The system eliminates a number of operational steps compared with traditional multi-zone frac-pack and gravel-pack completions, such as multiple perforating trips; packer plug retrieval runs; multiple gravel pack assembly runs; and stimulation trip runs on workstring.
Benefits to the operator include individual zone isolation while treating; zone isolation after treating; selective access for production; maintain large bore for optimal flow; support large-bore service tools for optimal treating rates; and quicker realization of production initiation.
The system is available for use in 7-in. through 10 ¾-in. casing sizes, with no restrictions on zone length. Individual zones are produced through wire-wrapped production sleeves used as screens below blank pipe and a gravel-pack or frac-pack sleeve with an isolation production packer. Premium screens may also be used in place of the wire wrap if needed. Up to four internal profiles are available with the wire-wrapped production sleeves to provide zonal selectivity for production. After the last zone has been completed, the workstring and service tool are removed from the wellbore, leaving a large-bore, full-open ID completion with selective-flow capability.
EXTENDED-REACH
Advances in drilling technology are producing record-breaking extended-reach wells, reaching as far as 24,500 ft from a floating installation. As these distance records grow, horizontal open-hole completions longer than 6,500 ft have become commonplace.
Many of these wells are open-hole completions requiring challenging sand management designs. Deepwater ER wells, in particular, are a significant challenge, often exhibiting excessive fluid loss, variations in hole stability and hole geometry, and/or an extremely narrow pressure window between bottomhole pressure and fracture gradient. The narrow pressure window can be a particular concern because high pump rates required for long-distance proppant transport may fracture the formation, causing fluid loss and a sand bridge or early screenout during gravel placement.
The pumping boundaries for open-hole gravel packing are Qmin, the rate at which a sand bridge is likely to form (typically at a dune ratio of 85%), and Qmax, the rate that would result in formation fracturing pressure. In washed-out hole sections and at extreme displacements, Qmin can easily exceed Qmax. Therefore, reducing Qmin is a critical element in designing a long, extended-reach open-hole gravel packing operation. An ideal solution is to utilize the low settling velocities of ultra-lightweight gravels.
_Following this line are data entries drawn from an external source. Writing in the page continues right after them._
//! Markdown AST adapter over `pulldown-cmark`.
//!
//! The parser reports byte spans; this module folds its event stream into a
//! tree of [`Node`]s whose ranges are expressed as 1-based line and 1-based
//! UTF-8 byte columns, the form [`super::SourcePositionMapper`] consumes.

use pulldown_cmark::{CodeBlockKind, Event, Options, Parser, Tag};
use std::ops::Range;

/// 1-based line and 1-based UTF-8 byte column.
#[derive(Clone, Copy, Debug, PartialEq, Eq, PartialOrd, Ord, Hash)]
pub struct SourceLocation {
    pub line: usize,
    pub column: usize,
}

impl SourceLocation {
    pub fn new(line: usize, column: usize) -> Self {
        Self { line, column }
    }
}

/// Half-open source span; `end` points just past the last byte.
#[derive(Clone, Copy, Debug, PartialEq, Eq, Hash)]
pub struct SourceRange {
    pub start: SourceLocation,
    pub end: SourceLocation,
}

/// Node kinds the style engine dispatches on.
#[derive(Clone, Debug, PartialEq, Eq)]
pub enum NodeKind {
    Document,
    Heading {
        level: u8,
    },
    Paragraph,
    Strong,
    Emphasis,
    Strikethrough,
    InlineCode,
    CodeBlock {
        language: Option<String>,
        code: String,
        fenced: bool,
    },
    Link {
        destination: Option<String>,
    },
    Image {
        source: Option<String>,
    },
    BlockQuote,
    List {
        ordered: bool,
    },
    ListItem {
        checkbox: Option<bool>,
        ordered: bool,
    },
    Other,
}

impl NodeKind {
    /// Leaves are never descended into.
    pub fn is_leaf(&self) -> bool {
        matches!(
            self,
            NodeKind::InlineCode | NodeKind::CodeBlock { .. } | NodeKind::Image { .. }
        )
    }
}

/// One parsed markdown node.
#[derive(Clone, Debug, PartialEq, Eq)]
pub struct Node {
    pub kind: NodeKind,
    pub range: Option<SourceRange>,
    pub children: Vec<Node>,
}

impl Node {
    fn new(kind: NodeKind, range: Option<SourceRange>) -> Self {
        Self {
            kind,
            range,
            children: Vec::new(),
        }
    }

    /// Pre-order iterator over this node and all descendants.
    pub fn walk(&self) -> Vec<&Node> {
        let mut out = Vec::new();
        let mut stack = vec![self];
        while let Some(node) = stack.pop() {
            out.push(node);
            stack.extend(node.children.iter().rev());
        }
        out
    }
}

/// Maps parser byte offsets onto 1-based line/column locations.
struct ByteLocator<'a> {
    text: &'a str,
    line_starts: Vec<usize>,
}

impl<'a> ByteLocator<'a> {
    fn new(text: &'a str) -> Self {
        let mut line_starts = vec![0];
        line_starts.extend(
            text.bytes()
                .enumerate()
                .filter(|(_, byte)| *byte == b'\n')
                .map(|(index, _)| index + 1),
        );
        Self { text, line_starts }
    }

    fn location(&self, byte: usize) -> SourceLocation {
        let byte = byte.min(self.text.len());
        let line = self
            .line_starts
            .partition_point(|start| *start <= byte)
            .saturating_sub(1);
        let line_start = self.line_starts.get(line).copied().unwrap_or(0);
        SourceLocation::new(line + 1, byte - line_start + 1)
    }

    fn range(&self, span: Range<usize>) -> Option<SourceRange> {
        if span.start > span.end || span.end > self.text.len() {
            return None;
        }
        let bytes = self.text.as_bytes();
        let mut end = span.end;
        while end > span.start && matches!(bytes[end - 1], b'\n' | b'\r') {
            end -= 1;
        }
        Some(SourceRange {
            start: self.location(span.start),
            end: self.location(end),
        })
    }
}

fn non_empty(value: &str) -> Option<String> {
    let trimmed = value.trim();
    (!trimmed.is_empty()).then(|| trimmed.to_string())
}

fn kind_for_tag(tag: &Tag<'_>, parent: Option<&NodeKind>) -> NodeKind {
    match tag {
        Tag::Heading { level, .. } => NodeKind::Heading {
            level: *level as u8,
        },
        Tag::Paragraph => NodeKind::Paragraph,
        Tag::Strong => NodeKind::Strong,
        Tag::Emphasis => NodeKind::Emphasis,
        Tag::Strikethrough => NodeKind::Strikethrough,
        Tag::CodeBlock(kind) => {
            let (language, fenced) = match kind {
                CodeBlockKind::Fenced(info) => (
                    info.split_whitespace().next().map(str::to_string),
                    true,
                ),
                CodeBlockKind::Indented => (None, false),
            };
            NodeKind::CodeBlock {
                language,
                code: String::new(),
                fenced,
            }
        }
        Tag::Link { dest_url, .. } => NodeKind::Link {
            destination: non_empty(dest_url),
        },
        Tag::Image { dest_url, .. } => NodeKind::Image {
            source: non_empty(dest_url),
        },
        Tag::BlockQuote(_) => NodeKind::BlockQuote,
        Tag::List(start) => NodeKind::List {
            ordered: start.is_some(),
        },
        Tag::Item => NodeKind::ListItem {
            checkbox: None,
            ordered: matches!(parent, Some(NodeKind::List { ordered: true })),
        },
        _ => NodeKind::Other,
    }
}

fn attach(stack: &mut [Node], mut node: Node) {
    if node.kind.is_leaf() {
        node.children.clear();
    }
    if let Some(parent) = stack.last_mut() {
        parent.children.push(node);
    }
}

/// Parse markdown into a [`Node`] tree rooted at a `Document` node.
///
/// Enables strikethrough and GitHub task lists. Node end locations exclude
/// trailing line terminators.
pub fn parse(text: &str) -> Node {
    let locator = ByteLocator::new(text);
    let options = Options::ENABLE_STRIKETHROUGH | Options::ENABLE_TASKLISTS;
    let mut stack = vec![Node::new(NodeKind::Document, locator.range(0..text.len()))];

    for (event, span) in Parser::new_ext(text, options).into_offset_iter() {
        match event {
            Event::Start(tag) => {
                let kind = kind_for_tag(&tag, stack.last().map(|node| &node.kind));
                stack.push(Node::new(kind, locator.range(span)));
            }
            Event::End(_) => {
                if stack.len() > 1 {
                    if let Some(node) = stack.pop() {
                        attach(&mut stack, node);
                    }
                }
            }
            Event::Code(_) => {
                attach(
                    &mut stack,
                    Node::new(NodeKind::InlineCode, locator.range(span)),
                );
            }
            Event::Text(content) => {
                if let Some(Node {
                    kind: NodeKind::CodeBlock { code, .. },
                    ..
                }) = stack.last_mut()
                {
                    code.push_str(&content);
                }
            }
            Event::TaskListMarker(checked) => {
                let item = stack
                    .iter_mut()
                    .rev()
                    .find(|node| matches!(node.kind, NodeKind::ListItem { .. }));
                if let Some(Node {
                    kind: NodeKind::ListItem { checkbox, .. },
                    ..
                }) = item
                {
                    *checkbox = Some(checked);
                }
            }
            _ => {}
        }
    }

    while stack.len() > 1 {
        if let Some(node) = stack.pop() {
            attach(&mut stack, node);
        }
    }
    stack
        .pop()
        .unwrap_or_else(|| Node::new(NodeKind::Document, None))
}
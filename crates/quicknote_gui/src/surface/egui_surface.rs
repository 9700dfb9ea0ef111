//! egui `TextEdit` surface.
//!
//! Styles are rendered through a custom layouter that turns the applied
//! style runs plus display attributes into a [`LayoutJob`]. Paragraph
//! spacing is realised by growing the row height of the spaced line with its
//! glyphs aligned to the top.
//!
//! On the frame of an edit `TextEdit` lays out the new text before the
//! session has restyled it; the layouter then asks the caller for a fresh
//! sheet and shifts the display attributes past the edit point.

use super::{DisplayAttributes, TextSurface};
use eframe::egui::{
    self, text::CCursor, text::LayoutJob, text::LayoutSection, Align, Color32, FontFamily,
    FontId, Galley, Pos2, Rect, Stroke, TextFormat, Vec2,
};
use quicknote_core::markdown::{ResolvedStyle, StyleRun};
use quicknote_core::text::{char_range_to_bytes, char_len, LineIndex};
use quicknote_core::{FontScale, Palette, StyleSheet, StyleTarget};
use std::borrow::Cow;
use std::ops::Range;
use std::sync::Arc;

/// What happened to the surface during one frame.
#[derive(Clone, Copy, Debug, Default, PartialEq, Eq)]
pub struct SurfaceEvents {
    pub text_changed: bool,
    pub cursor_moved: bool,
    /// Galley moved or re-wrapped (scroll, resize, edit).
    pub layout_changed: bool,
    /// Char offset of a primary click, with whether a command modifier was held.
    pub clicked: Option<(usize, bool)>,
}

/// Inputs the layouter needs besides the text.
struct RenderState<'a> {
    runs: &'a [StyleRun],
    display: &'a DisplayAttributes,
    fonts: FontScale,
    palette: Palette,
}

/// Styling of the last applied sheet.
struct AppliedStyles<'a> {
    len: usize,
    runs: &'a [StyleRun],
    display: &'a DisplayAttributes,
}

/// Runs and display attributes for one layouter call.
struct FrameStyles<'a> {
    runs: Cow<'a, [StyleRun]>,
    display: Cow<'a, DisplayAttributes>,
}

/// Styles for `text`: the applied ones when they match its length, else a
/// sheet from `restyle` with display attributes shifted past `edit_at`.
fn frame_styles<'a, F>(
    text: &str,
    applied: &AppliedStyles<'a>,
    edit_at: usize,
    restyle: &mut F,
) -> FrameStyles<'a>
where
    F: FnMut(&str) -> StyleSheet,
{
    let len = char_len(text);
    if applied.len == len {
        return FrameStyles {
            runs: Cow::Borrowed(applied.runs),
            display: Cow::Borrowed(applied.display),
        };
    }
    let sheet = restyle(text);
    let runs = if sheet.buffer_len() == len {
        sheet.runs()
    } else {
        Vec::new()
    };
    let delta = len as isize - applied.len as isize;
    FrameStyles {
        runs: Cow::Owned(runs),
        display: Cow::Owned(applied.display.shifted(edit_at, delta)),
    }
}

fn to_color(rgba: [u8; 4]) -> Color32 {
    Color32::from_rgba_unmultiplied(rgba[0], rgba[1], rgba[2], rgba[3])
}

fn font_id_for(style: &ResolvedStyle, fonts: FontScale) -> FontId {
    let spec = fonts.spec(style.font);
    let family = if spec.monospace {
        FontFamily::Monospace
    } else {
        FontFamily::Proportional
    };
    FontId::new(spec.size, family)
}

/// Char-index to byte-offset table for one text snapshot.
fn char_byte_offsets(text: &str) -> Vec<usize> {
    let mut offsets: Vec<usize> = text.char_indices().map(|(byte, _)| byte).collect();
    offsets.push(text.len());
    offsets
}

fn build_layout_job<F>(
    text: &str,
    render: &RenderState<'_>,
    wrap_width: f32,
    mut row_height: F,
) -> LayoutJob
where
    F: FnMut(&FontId) -> f32,
{
    let mut job = LayoutJob {
        text: text.to_owned(),
        ..Default::default()
    };
    job.wrap.max_width = wrap_width;

    let offsets = char_byte_offsets(text);
    let len = offsets.len() - 1;
    let lines = LineIndex::new(text);
    // Runs for another snapshot render as base style.
    let runs: &[StyleRun] = if render.runs.last().is_some_and(|run| run.range.end == len) {
        render.runs
    } else {
        &[]
    };
    let base = ResolvedStyle::base();

    let mut bounds: Vec<usize> = vec![0, len];
    bounds.extend(runs.iter().map(|run| run.range.start));
    bounds.extend(
        render
            .display
            .hidden_ranges()
            .iter()
            .flat_map(|range| [range.start.min(len), range.end.min(len)]),
    );
    if render.display.has_spacing() {
        bounds.extend((0..lines.line_count()).filter_map(|line| lines.line_start(line)));
    }
    bounds.sort_unstable();
    bounds.dedup();

    let mut run_index = 0;
    for window in bounds.windows(2) {
        let (start, end) = (window[0], window[1]);
        if start >= end {
            continue;
        }
        while runs.get(run_index).is_some_and(|run| run.range.end <= start) {
            run_index += 1;
        }
        let style = runs.get(run_index).map_or(&base, |run| &run.style);
        let font_id = font_id_for(style, render.fonts);
        let spec = render.fonts.spec(style.font);
        let mut color = to_color(render.palette.resolve(style.foreground));
        if render.display.is_hidden(start) {
            color = Color32::TRANSPARENT;
        }
        let spacing = render
            .display
            .spacing_for_line(&lines.line_range_at(start));
        let mut format = TextFormat {
            font_id: font_id.clone(),
            color,
            background: style
                .background
                .map_or(Color32::TRANSPARENT, |token| to_color(render.palette.resolve(token))),
            italics: spec.italic,
            underline: if style.underline {
                Stroke::new(1.0, color)
            } else {
                Stroke::NONE
            },
            strikethrough: if style.strikethrough {
                Stroke::new(1.0, color)
            } else {
                Stroke::NONE
            },
            ..Default::default()
        };
        if spacing > 0.0 {
            format.line_height = Some(row_height(&font_id) + spacing);
            format.valign = Align::TOP;
        }
        job.sections.push(LayoutSection {
            leading_space: 0.0,
            byte_range: offsets[start]..offsets[end],
            format,
        });
    }
    job
}

/// [`TextSurface`] backed by an egui multiline `TextEdit`.
pub struct EguiSurface {
    text: String,
    revision: u64,
    cursor: usize,
    sheet: StyleSheet,
    /// Flattened `sheet`, computed once per applied sheet.
    runs: Vec<StyleRun>,
    display: DisplayAttributes,
    fonts: FontScale,
    palette: Palette,
    ctx: Option<egui::Context>,
    galley: Option<Arc<Galley>>,
    galley_pos: Pos2,
    wrap_width: f32,
}

impl EguiSurface {
    pub fn new(text: String, fonts: FontScale) -> Self {
        let sheet = StyleSheet::new(char_len(&text));
        Self {
            text,
            revision: 0,
            cursor: 0,
            runs: sheet.runs(),
            sheet,
            display: DisplayAttributes::default(),
            fonts,
            palette: Palette::monokai(),
            ctx: None,
            galley: None,
            galley_pos: Pos2::ZERO,
            wrap_width: f32::INFINITY,
        }
    }

    pub fn as_str(&self) -> &str {
        &self.text
    }

    pub fn palette(&self) -> Palette {
        self.palette
    }

    /// Resolved style at a char offset of the applied sheet.
    pub fn style_at(&self, offset: usize) -> ResolvedStyle {
        self.sheet.style_at(offset)
    }

    /// Render the editor and report what changed this frame.
    ///
    /// `restyle` is called when the text being laid out no longer matches
    /// the applied sheet (the frame of an edit).
    pub fn show<F>(&mut self, ui: &mut egui::Ui, mut restyle: F) -> SurfaceEvents
    where
        F: FnMut(&str) -> StyleSheet,
    {
        self.ctx = Some(ui.ctx().clone());
        let previous_cursor = self.cursor;
        let previous_pos = self.galley_pos;
        let previous_size = self.galley.as_ref().map(|galley| galley.rect.size());

        let applied = AppliedStyles {
            len: self.sheet.buffer_len(),
            runs: &self.runs,
            display: &self.display,
        };
        let (fonts, palette) = (self.fonts, self.palette);
        let mut layouter = |ui: &egui::Ui, text: &dyn egui::TextBuffer, wrap_width: f32| {
            let text = text.as_str();
            let frame = frame_styles(text, &applied, previous_cursor, &mut restyle);
            let render = RenderState {
                runs: &frame.runs,
                display: &frame.display,
                fonts,
                palette,
            };
            let job = build_layout_job(text, &render, wrap_width, |font_id| {
                ui.fonts_mut(|fonts| {
                    fonts
                        .layout_no_wrap("W".to_owned(), font_id.clone(), Color32::WHITE)
                        .size()
                        .y
                })
            });
            ui.fonts_mut(|fonts| fonts.layout_job(job))
        };
        let output = egui::TextEdit::multiline(&mut self.text)
            .frame(false)
            .desired_width(f32::INFINITY)
            .lock_focus(true)
            .hint_text("Start typing...")
            .layouter(&mut layouter)
            .show(ui);

        let text_changed = output.response.changed();
        if text_changed {
            self.revision = self.revision.wrapping_add(1);
        }
        if let Some(range) = output.cursor_range {
            self.cursor = range.primary.index;
        }
        self.wrap_width = output.galley.job.wrap.max_width;
        self.galley_pos = output.galley_pos;
        let size = output.galley.rect.size();
        self.galley = Some(output.galley);

        let clicked = output.response.clicked().then(|| {
            let command = ui.input(|input| input.modifiers.command);
            (self.cursor, command)
        });

        SurfaceEvents {
            text_changed,
            cursor_moved: previous_cursor != self.cursor,
            layout_changed: previous_pos != self.galley_pos || previous_size != Some(size),
            clicked,
        }
    }

    fn relayout_now(&mut self) {
        let Some(ctx) = self.ctx.clone() else {
            return;
        };
        let render = RenderState {
            runs: &self.runs,
            display: &self.display,
            fonts: self.fonts,
            palette: self.palette,
        };
        let job = build_layout_job(&self.text, &render, self.wrap_width, |font_id| {
            ctx.fonts_mut(|fonts| {
                fonts
                    .layout_no_wrap("W".to_owned(), font_id.clone(), Color32::WHITE)
                    .size()
                    .y
            })
        });
        self.galley = Some(ctx.fonts_mut(|fonts| fonts.layout_job(job)));
    }
}

impl StyleTarget for EguiSurface {
    fn text(&self) -> String {
        self.text.clone()
    }

    fn apply_styles(&mut self, sheet: &StyleSheet) {
        self.display.clear();
        self.runs = sheet.runs();
        self.sheet = sheet.clone();
    }
}

impl TextSurface for EguiSurface {
    fn len_chars(&self) -> usize {
        char_len(&self.text)
    }

    fn cursor_offset(&self) -> usize {
        self.cursor
    }

    fn revision(&self) -> u64 {
        self.revision
    }

    fn replace_range(&mut self, range: Range<usize>, replacement: &str) -> bool {
        let Some(bytes) = char_range_to_bytes(&self.text, &range) else {
            return false;
        };
        self.text.replace_range(bytes, replacement);
        self.display.clear();
        self.revision = self.revision.wrapping_add(1);
        true
    }

    fn set_visibility(&mut self, range: Range<usize>, visible: bool) {
        self.display.set_visibility(range, visible);
    }

    fn set_paragraph_spacing(&mut self, range: Range<usize>, spacing: f32) {
        self.display.set_spacing(range, spacing);
    }

    fn ensure_layout(&mut self) {
        self.relayout_now();
    }

    fn bounding_box(&self, range: &Range<usize>) -> Option<Rect> {
        let galley = self.galley.as_ref()?;
        if range.end > galley.text().chars().count() || range.start > range.end {
            return None;
        }
        let start = galley.pos_from_cursor(CCursor::new(range.start));
        let end = galley.pos_from_cursor(CCursor::new(range.end));
        let mut rect = if (start.min.y - end.min.y).abs() < f32::EPSILON {
            Rect::from_min_max(start.min, end.max)
        } else {
            Rect::from_min_max(
                Pos2::new(galley.rect.left(), start.min.y),
                Pos2::new(galley.rect.right(), end.max.y),
            )
        };
        let lines = LineIndex::new(galley.text());
        let last = range.end.saturating_sub(1).max(range.start);
        let spacing = self.display.spacing_for_line(&lines.line_range_at(last));
        rect.max.y = (rect.max.y - spacing).max(rect.min.y);
        Some(rect)
    }

    fn content_inset(&self) -> Vec2 {
        self.galley_pos.to_vec2()
    }

    fn container_width(&self) -> f32 {
        if self.wrap_width.is_finite() {
            self.wrap_width
        } else {
            self.galley
                .as_ref()
                .map_or(0.0, |galley| galley.rect.width())
        }
    }
}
Conventional sand control applications use natural sands and manufactured ceramics with 2.65-2.71 specific gravity (sg). For a typical 8 ½-in. open-hole wellbore, the ideal placement rate would be about 9.5 bbl/min, which would generate more than 5,000 psi of friction pressure in a borehole length of 5,000 ft. This is generally well above the formation fracture pressure and would result in an aborted gravel-pack attempt.
Available lightweight gravels can alter the sand control equation because of their specific gravities of 1.75 or less. For example, a gravel of 1.25 sg in the wellbore described above could be pumped at rates of only 3.4 bbl/min with friction pressure around 600 psi — satisfactory operating conditions for a gravel pack.
In fact, the technology works well in practice, as evidenced from results in six wells offshore Brazil and two in the Gulf of Mexico, including one in August.